Big polluters’ share prices fall after climate lawsuits, study finds
Climate litigation poses a financial risk to fossil fuel companies because it lowers the share price of big polluters, research has found.
A study to be published on Tuesday by LSE’s Grantham Research Institute examines how the stock market reacts to news that a fresh climate lawsuit has been filed or a corporation has lost its case.
The researchers hope their work will encourage lenders, financial regulators and governments to consider the effect of climate litigation when making investment decisions in a warmer future, and ultimately drive greener corporate behaviour.
The study, which is currently being peer reviewed, analysed 108 climate crisis lawsuits around the world between 2005 and 2021 against 98 companies listed in the US and Europe. It found that the filing of a new case or a court decision against a company reduced its expected value by an average of 0.41%.
The stock market responded most strongly in the days after cases against carbon majors, which include the world’s largest energy, utility and materials firms, cutting the relative value of those companies by an average of 0.57% after a case was filed and by 1.5% after an unfavourable judgment.
Although modest, the researchers conclude that the drop in the value of big polluters is statistically significant and therefore down to the legal challenges.
“We didn’t know before if the markets cared about climate litigation,” said Misato Sato, lead author of the study. “It’s the first evidence supporting what was suspected before; that polluting firms and especially carbon majors now face litigation risk, in addition to transition and physical risk.”
Researchers also found share prices fell more in reaction to novel cases involving a new form of legal argument or filed in a new jurisdiction.
For example, when the Peruvian farmer and mountain guide Saúl Luciano Lliuya filed an unprecedented legal claim against RWE in 2015, seeking compensation for its role in causing historical climate change that threatens his home, the German energy giant’s relative value fell by 6%. It dropped again by 1.3% in 2017, when an appeals court allowed the claim to proceed.
Another important case with a more complex picture was brought against Shell by the Dutch NGO Milieudefensie, which argued that the company had an obligation to reduce carbon emissions from its global operations,
Shell’s relative value actually rose by 1.9% when the lawsuit was filed in April 2019. But two years later, when a court at The Hague ordered Shell to cut its global carbon emissions by 45% by the end of 2030 compared with 2019 levels, it fell by 3.8%. Shell is appealing against the decision, but is supposed to comply in the meantime.
The researchers found consistently larger effects on corporate share prices after the Shell case was launched “suggesting capital markets are increasingly responding to climate litigation”.
There has been a surge in climate litigation against fossil fuel firms and other polluting industries in recent years, with many cases challenging corporate inaction on the climate crisis and attempts to spread misinformation, and companies are increasingly recognising it as a risk.
BP, for example, has been the subject of numerous climate-related claims, including those brought against the fossil fuel industry by towns, states and municipalities across the US, which are inching towards hearings in state court.

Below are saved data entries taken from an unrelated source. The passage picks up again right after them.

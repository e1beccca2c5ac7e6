//! Tracing setup for cfblog binaries.
//!
//! Logs go to stderr so the CLI can print rendered HTML on stdout.
//!
//! ```ignore
//! use cfblog_common::telemetry::{self, TelemetryConfig};
//!
//! telemetry::init(TelemetryConfig::from_env("cfblog-server"));
//! tracing::info!("server started");
//! ```

use tracing::Level;
use tracing_subscriber::layer::SubscriberExt;
use tracing_subscriber::util::SubscriberInitExt;
use tracing_subscriber::{EnvFilter, Layer};

/// Telemetry configuration
#[derive(Debug, Clone)]
pub struct TelemetryConfig {
    /// Service name for labeling (e.g., "cfblog-server", "cfblog")
    pub service_name: String,
    /// Console log level (default: INFO, DEBUG in debug builds)
    pub console_level: Level,
}

impl TelemetryConfig {
    /// Load config from environment variables.
    ///
    /// - `RUST_LOG`: Standard env filter (optional, overrides console_level)
    pub fn from_env(service_name: impl Into<String>) -> Self {
        let console_level = if cfg!(debug_assertions) {
            Level::DEBUG
        } else {
            Level::INFO
        };

        Self {
            service_name: service_name.into(),
            console_level,
        }
    }

    pub fn with_level(mut self, level: Level) -> Self {
        self.console_level = level;
        self
    }

    fn env_filter(&self) -> EnvFilter {
        EnvFilter::try_from_default_env().unwrap_or_else(|_| {
            EnvFilter::new(format!(
                "{},hyper=info,reqwest=info",
                self.console_level.as_str().to_lowercase()
            ))
        })
    }
}

/// Install the global tracing subscriber.
///
/// Call once at application startup. A second call logs a warning and leaves
/// the first subscriber in place.
pub fn init(config: TelemetryConfig) {
    let console_layer = tracing_subscriber::fmt::layer()
        .with_writer(std::io::stderr)
        .with_target(true)
        .with_thread_ids(false)
        .with_file(false)
        .with_line_number(false)
        .compact()
        .with_filter(config.env_filter());

    match tracing_subscriber::registry().with(console_layer).try_init() {
        Ok(()) => tracing::debug!(service = %config.service_name, "telemetry initialized"),
        Err(e) => tracing::warn!(error = %e, "tracing subscriber already installed"),
    }
}

#[cfg(test)]
mod tests {
    use super::*;

    #[test]
    fn test_with_level_overrides_default() {
        let config = TelemetryConfig::from_env("test").with_level(Level::WARN);
        assert_eq!(config.console_level, Level::WARN);
        assert_eq!(config.service_name, "test");
    }
}
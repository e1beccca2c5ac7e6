use cfblog_common::ConfigError;
use miette::Diagnostic;
use thiserror::Error;

/// Errors fetching a post from the content API
#[derive(Debug, Error, Diagnostic)]
pub enum FetchError {
    #[error("failed to build HTTP client")]
    #[diagnostic(code(fetch::client_build))]
    ClientBuild {
        #[source]
        source: reqwest::Error,
    },

    #[error("request to {url} failed")]
    #[diagnostic(
        code(fetch::transport),
        help("check network access to the content API host")
    )]
    Transport {
        url: String,
        #[source]
        source: reqwest::Error,
    },

    #[error("content API returned {status} for {url}: {body}")]
    #[diagnostic(
        code(fetch::status),
        help("401/404 usually mean CONTENTFUL_SPACE_ID, CONTENTFUL_ENV_ID or CONTENTFUL_DELIVERY_KEY is missing or wrong")
    )]
    Status {
        url: String,
        status: u16,
        body: String,
    },

    #[error("GraphQL query failed: {}", messages.join("; "))]
    #[diagnostic(code(fetch::graphql))]
    GraphQl { messages: Vec<String> },

    #[error("failed to decode content API response: {message}")]
    #[diagnostic(code(fetch::decode))]
    Decode { message: String },

    #[error(transparent)]
    #[diagnostic(transparent)]
    Config(#[from] ConfigError),
}

impl FetchError {
    pub(crate) fn decode(err: impl std::fmt::Display) -> Self {
        Self::Decode {
            message: err.to_string(),
        }
    }
}
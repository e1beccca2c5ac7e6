//! Content API clients for cfblog
//!
//! [`GraphQlClient`] and [`RestClient`] both implement [`PostSource`]: look a
//! post up by slug and hand back a [`Post`](cfblog_common::Post) ready for the
//! renderer, `None` when nothing matches, or a [`FetchError`].

mod error;
pub mod graphql;
mod http;
pub mod rest;
mod source;

pub use error::FetchError;
pub use graphql::GraphQlClient;
pub use http::build_http_client;
pub use rest::RestClient;
pub use source::{FetchOutcome, PostSource};

use std::sync::Arc;

use cfblog_common::{ContentVariant, ContentfulConfig};

/// Build the client for `variant`, sharing one HTTP connection pool.
pub fn source_for(
    variant: ContentVariant,
    config: &ContentfulConfig,
    http: reqwest::Client,
) -> Result<Arc<dyn PostSource>, FetchError> {
    let source: Arc<dyn PostSource> = match variant {
        ContentVariant::GraphQl => Arc::new(GraphQlClient::with_http(config, http)?),
        ContentVariant::Rest => Arc::new(RestClient::with_http(config, http)?),
    };
    Ok(source)
}
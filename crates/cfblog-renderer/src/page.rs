//! Page shell around a rendered post body

use markdown_weaver_escape::escape_html_body_text;

const CONTAINER_CLASS: &str =
    "z-10 w-full max-w-5xl items-center justify-between font-mono text-sm lg:flex";

/// Wrap rendered post HTML in a full document.
///
/// `title` is `None` when no post was found; the header is then empty.
pub fn render_post_page(title: Option<&str>, body_html: &str) -> String {
    let mut html = String::with_capacity(body_html.len() + 256);
    html.push_str("<!DOCTYPE html>\n<html lang=\"en\">\n<head>\n<meta charset=\"utf-8\" />\n");
    html.push_str("<meta name=\"viewport\" content=\"width=device-width, initial-scale=1\" />\n");
    html.push_str("<title>");
    if let Some(title) = title {
        let _ = escape_html_body_text(&mut html, title);
    }
    html.push_str("</title>\n</head>\n<body>\n");
    html.push_str("<div class=\"");
    html.push_str(CONTAINER_CLASS);
    html.push_str("\">\n<header class=\"App-header\">\n");
    html.push_str(body_html);
    html.push_str("</header>\n</div>\n</body>\n</html>\n");
    html
}

#[cfg(test)]
mod tests {
    use super::*;

    #[test]
    fn test_page_wraps_body() {
        let page = render_post_page(Some("Hello & welcome"), "<p>Body</p>\n");
        assert!(page.starts_with("<!DOCTYPE html>"));
        assert!(page.contains("<title>Hello &amp; welcome</title>"));
        assert!(page.contains("<header class=\"App-header\">\n<p>Body</p>\n</header>"));
    }

    #[test]
    fn test_page_without_post_has_empty_header() {
        let page = render_post_page(None, "");
        assert!(page.contains("<title></title>"));
        assert!(page.contains("<header class=\"App-header\">\n</header>"));
    }
}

According to BP’s climate-related financial disclosures, published alongside its annual report in April, changes in law and regulation, as well as shifting social attitudes, could have “adverse impacts” on its business by making it more likely to lose court cases and exposing it to greater environmental and legal liabilities. Legal proceedings, it warns, “could reduce our financial liquidity and our credit ratings”.
Legal experts told the Guardian they expected climate litigation to be a recurring theme in annual accounts as companies become subject to stricter disclosure rules.
Sato said it was too early to say if litigation was driving substantial changes in climate action among big polluters, but evidence that lawsuits affected share price or credit ratings could help influence corporate behaviour.
Andrew Coburn, the chief executive of the climate risk company Risilience, noted that defending a major lawsuit was rarely perceived well by the market, with expensive payouts and reputation damage causing short-term valuations to take a significant hit. “Risilience’s analysis suggests that damages could amount to 5% or more of a company’s revenue in the event of climate litigation.”
Coburn added that the increasing willingness of regulators across the UK and Europe to clamp down on perceived greenwashing “demonstrates additional financial risks for firms failing to present credible, ambitious and realistic climate-transition plans underpinned by transparent data”.